== Exercise ==
Determine how many lines in the entries below contain the word "field". The reply is that number alone.

(Saved data entries)
━━━
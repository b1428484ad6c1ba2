//! # Error Handling
//!
//! This module defines the `MeterError` enum, which represents the different
//! error types that can occur while reading and decoding meter signals.

use thiserror::Error;

/// Represents the different error types that can occur in the crate.
#[derive(Debug, Error, Clone, PartialEq)]
pub enum MeterError {
    /// Indicates an error related to the serial port communication.
    #[error("Serial port error: {0}")]
    SerialPortError(String),

    /// Indicates an error reported by the GPIO backend.
    #[error("GPIO error: {0}")]
    GpioError(String),

    /// The CRC transmitted after `!` does not match the frame contents.
    #[error("invalid checksum, given {given:x} but computed {computed:x}")]
    ChecksumMismatch { given: u16, computed: u16 },

    /// The characters after `!` are not a 16-bit hexadecimal number.
    #[error("malformed checksum '{0}'")]
    MalformedChecksum(String),

    /// The tariff indicator is not an integer.
    #[error("could not parse tariff ('{0}')")]
    InvalidTariff(String),

    /// An energy register value is not a number.
    #[error("error parsing kWh figure, '{0}'")]
    InvalidKwh(String),

    /// A gas register value is not a number.
    #[error("error parsing m3 figure, '{0}'")]
    InvalidCubicMeters(String),

    /// A line exceeded the maximum buffered length and was dropped.
    #[error("line exceeds {0} bytes")]
    LineTooLong(usize),

    /// The upstream producer of events or bytes went away.
    #[error("Stream closed: {0}")]
    StreamClosed(String),

    /// Invalid configuration value.
    #[error("Invalid configuration: {0}")]
    Config(String),

    /// A catch-all error for uncategorized cases.
    #[error("Other error: {0}")]
    Other(String),
}

impl MeterError {
    /// Returns `true` for errors that only invalidate the current frame.
    ///
    /// Everything else ends the session and is propagated to the host.
    pub fn is_frame_error(&self) -> bool {
        matches!(
            self,
            MeterError::ChecksumMismatch { .. }
                | MeterError::MalformedChecksum(_)
                | MeterError::InvalidTariff(_)
                | MeterError::InvalidKwh(_)
                | MeterError::InvalidCubicMeters(_)
                | MeterError::LineTooLong(_)
        )
    }
}

impl From<std::io::Error> for MeterError {
    fn from(e: std::io::Error) -> Self {
        MeterError::SerialPortError(e.to_string())
    }
}

impl From<tokio_serial::Error> for MeterError {
    fn from(e: tokio_serial::Error) -> Self {
        MeterError::SerialPortError(e.to_string())
    }
}
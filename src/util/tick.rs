//! # Wrapping Tick Arithmetic
//!
//! GPIO edge events carry a 32-bit microsecond counter that wraps roughly
//! every 71.6 minutes. Intervals are therefore computed modulo 2^32.

/// Elapsed ticks from `prev` to `cur` on a counter that wraps at 2^32.
///
/// ```rust
/// use homemeter_rs::util::tick::interval;
///
/// assert_eq!(interval(100, 180), 80);
/// assert_eq!(interval(u32::MAX - 9, 10), 20);
/// ```
#[inline]
pub const fn interval(prev: u32, cur: u32) -> u32 {
    cur.wrapping_sub(prev)
}

/// Remembers the previous tick and turns each new tick into an interval.
///
/// The first tick seen has no predecessor, so it yields `None`.
#[derive(Debug, Default, Clone, Copy)]
pub struct TickTracker {
    prev: Option<u32>,
}

impl TickTracker {
    pub const fn new() -> Self {
        Self { prev: None }
    }

    /// Record `tick` and return the interval since the previously recorded tick.
    pub fn observe(&mut self, tick: u32) -> Option<u32> {
        let diff = self.prev.map(|prev| interval(prev, tick));
        self.prev = Some(tick);
        diff
    }

    /// Forget the previous tick.
    pub fn reset(&mut self) {
        self.prev = None;
    }
}
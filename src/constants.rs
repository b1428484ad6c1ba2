//! Protocol Constants
//!
//! Timing thresholds for the GPIO decoders and the object identifiers and
//! markers of the P1 telegram format.

// ----------------------------------------------------------------------------
// DHT22 edge timing (ticks are microseconds)
// ----------------------------------------------------------------------------

/// Any interval longer than this starts a new DHT frame.
pub const DHT_SYNC_MIN_TICKS: u32 = 10_000;

/// Shortest interval accepted as a `0` bit (inclusive).
pub const DHT_ZERO_MIN_TICKS: u32 = 60;

/// Longest interval accepted as a `0` bit (inclusive).
pub const DHT_ZERO_MAX_TICKS: u32 = 100;

/// A `1` bit lies strictly between `DHT_ZERO_MAX_TICKS` and this value.
pub const DHT_ONE_LIMIT_TICKS: u32 = 150;

/// Intervals after the sync interval that belong to the sensor's start sequence.
pub const DHT_PREAMBLE_INTERVALS: u8 = 2;

/// Data bits per DHT frame.
pub const DHT_FRAME_BITS: u8 = 40;

/// Upper bound for a plausible relative humidity.
pub const DHT_MAX_HUMIDITY: f64 = 110.0;

/// Lower bound for a plausible temperature in °C.
pub const DHT_MIN_TEMPERATURE: f64 = -50.0;

/// Upper bound for a plausible temperature in °C.
pub const DHT_MAX_TEMPERATURE: f64 = 135.0;

// ----------------------------------------------------------------------------
// Water meter pulses
// ----------------------------------------------------------------------------

/// A rising edge counts as one litre only after this many ticks of quiet.
pub const WATER_PULSE_MIN_TICKS: u32 = 1_000_000;

// ----------------------------------------------------------------------------
// P1 telegram
// ----------------------------------------------------------------------------

pub const P1_FRAME_START: u8 = b'/';
pub const P1_FRAME_END: u8 = b'!';
pub const P1_LINE_TERMINATOR: &str = "\r\n";

/// Lines longer than this are discarded by the line splitter.
pub const P1_MAX_LINE_LENGTH: usize = 64 * 1024;

pub const OBIS_EQUIPMENT_ID: &str = "0-0:96.1.1";
pub const OBIS_TARIFF: &str = "0-0:96.14.0";
pub const OBIS_ENERGY_LOW: &str = "1-0:1.8.1";
pub const OBIS_ENERGY_HIGH: &str = "1-0:1.8.2";
pub const OBIS_POWER_CURRENT: &str = "1-0:1.7.0";
pub const OBIS_GAS: [&str; 4] = ["1-1:24.2.1", "1-2:24.2.1", "1-3:24.2.1", "1-4:24.2.1"];

// ----------------------------------------------------------------------------
// Measurement names
// ----------------------------------------------------------------------------

pub const MEASUREMENT_DHT22: &str = "dht22";
pub const MEASUREMENT_WATERMETER: &str = "watermeter";
pub const MEASUREMENT_P1METER: &str = "p1meter";
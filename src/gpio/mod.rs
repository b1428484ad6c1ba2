//! The gpio module contains the decoders driven by GPIO edge timings: the
//! DHT22 bit-stream reconstructor and the water meter pulse counter, plus the
//! edge source abstraction that feeds them.

pub mod dht;
pub mod edge;
pub mod pulse;

#[cfg(feature = "raspberry-pi")]
pub mod rppal_source;

pub use dht::{decode_frame, DecodeState, DecodedReading, EdgeTimingDecoder, FrameRejection};
pub use edge::{ChannelEdgeSource, EdgeEvent, EdgeKind, EdgeSource};
pub use pulse::PulseCounter;

#[cfg(feature = "raspberry-pi")]
pub use rppal_source::RppalEdgeSource;

use crate::sink::Measurement;
use crate::stats::DecoderStats;

/// A decoder that turns edge events into measurements.
pub trait EdgeConsumer: Send {
    /// Measurement name produced by this consumer.
    fn name(&self) -> &'static str;

    /// Processes one edge; returns a measurement when one is complete.
    fn consume(&mut self, event: EdgeEvent) -> Option<Measurement>;

    fn stats(&self) -> DecoderStats;
}
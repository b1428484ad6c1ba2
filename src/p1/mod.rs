//! The p1 module decodes DSMR P1 telegrams: line and frame assembly, field
//! parsing, CRC validation and the serial transport that feeds them.

pub mod assembler;
pub mod checksum;
pub mod field;
pub mod packet;
pub mod serial;

pub use assembler::{FrameOutcome, LineBuffer, TelegramFrameAssembler};
pub use checksum::{frame_checksum, verify};
pub use field::{apply_line, parse_line, update_field, FieldKind, FieldOutcome, Register};
pub use packet::{render_telegram, TelegramPacket};

use crate::error::MeterError;
use std::path::Path;

/// Decodes a recorded telegram capture (raw bytes as read from the port).
pub fn decode_capture<P: AsRef<Path>>(path: P) -> Result<Vec<FrameOutcome>, MeterError> {
    let path = path.as_ref();
    let data = std::fs::read(path)
        .map_err(|e| MeterError::Other(format!("could not read {}: {e}", path.display())))?;

    let mut assembler = TelegramFrameAssembler::new();
    let mut outcomes = assembler.push_bytes(&data);
    outcomes.extend(assembler.finish());
    assembler.stats().log_summary(&path.display().to_string());
    Ok(outcomes)
}
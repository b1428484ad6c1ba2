use criterion::{black_box, criterion_group, criterion_main, Criterion};
use homemeter_rs::gpio::EdgeTimingDecoder;
use homemeter_rs::p1::{render_telegram, TelegramFrameAssembler, TelegramPacket};

fn dht_intervals(code: u64) -> Vec<u32> {
    let mut intervals = vec![20_000, 80, 80];
    intervals.extend((0..40).rev().map(|i| if (code >> i) & 1 == 1 { 120 } else { 80 }));
    intervals
}

fn benchmark_telegram(c: &mut Criterion) {
    let packet = TelegramPacket {
        eid: "4530303034303031353934373534343134".into(),
        tariff: 1,
        low_consumed_wh: 123_456,
        high_consumed_wh: 654_321,
        current_consumed_wh: 1_193,
        gas_consumed_l: 42,
        ..TelegramPacket::new("ISK5\\2M550T-1012")
    };
    let telegram = render_telegram(&packet);

    c.bench_function("decode_telegram", |b| {
        b.iter(|| {
            let mut assembler = TelegramFrameAssembler::new();
            let outcomes = assembler.push_bytes(black_box(telegram.as_bytes()));
            black_box(outcomes);
        })
    });
}

fn benchmark_dht_frame(c: &mut Criterion) {
    let intervals = dht_intervals(0x02_8A_81_48_55);

    c.bench_function("decode_dht_frame", |b| {
        b.iter(|| {
            let mut decoder = EdgeTimingDecoder::new();
            let mut reading = None;
            for &interval in black_box(&intervals) {
                reading = decoder.push_interval(interval).or(reading);
            }
            black_box(reading);
        })
    });
}

criterion_group!(benches, benchmark_telegram, benchmark_dht_frame);
criterion_main!(benches);
//! Logger setup and plain-message logging helpers used across the crate.

/// Initializes the logger with the `env_logger` crate.
///
/// The filter is taken from `RUST_LOG`; without it only errors are shown.
pub fn init_logger() {
    env_logger::init();
}

/// Initializes the logger with a default filter used when `RUST_LOG` is unset.
///
/// Returns an error if a global logger was already installed.
pub fn init_logger_with_default(filter: &str) -> Result<(), log::SetLoggerError> {
    env_logger::Builder::from_env(env_logger::Env::default().default_filter_or(filter))
        .format_timestamp_millis()
        .try_init()
}

/// Logs an error that ends a session or loses output.
pub fn log_error(message: &str) {
    log::error!("{message}");
}

/// Logs a dropped frame or a failed sensor prompt.
pub fn log_warn(message: &str) {
    log::warn!("{message}");
}

/// Logs a session lifecycle event.
pub fn log_info(message: &str) {
    log::info!("{message}");
}

/// Logs per-frame decoder detail.
pub fn log_debug(message: &str) {
    log::debug!("{message}");
}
━━━
== Response ==
3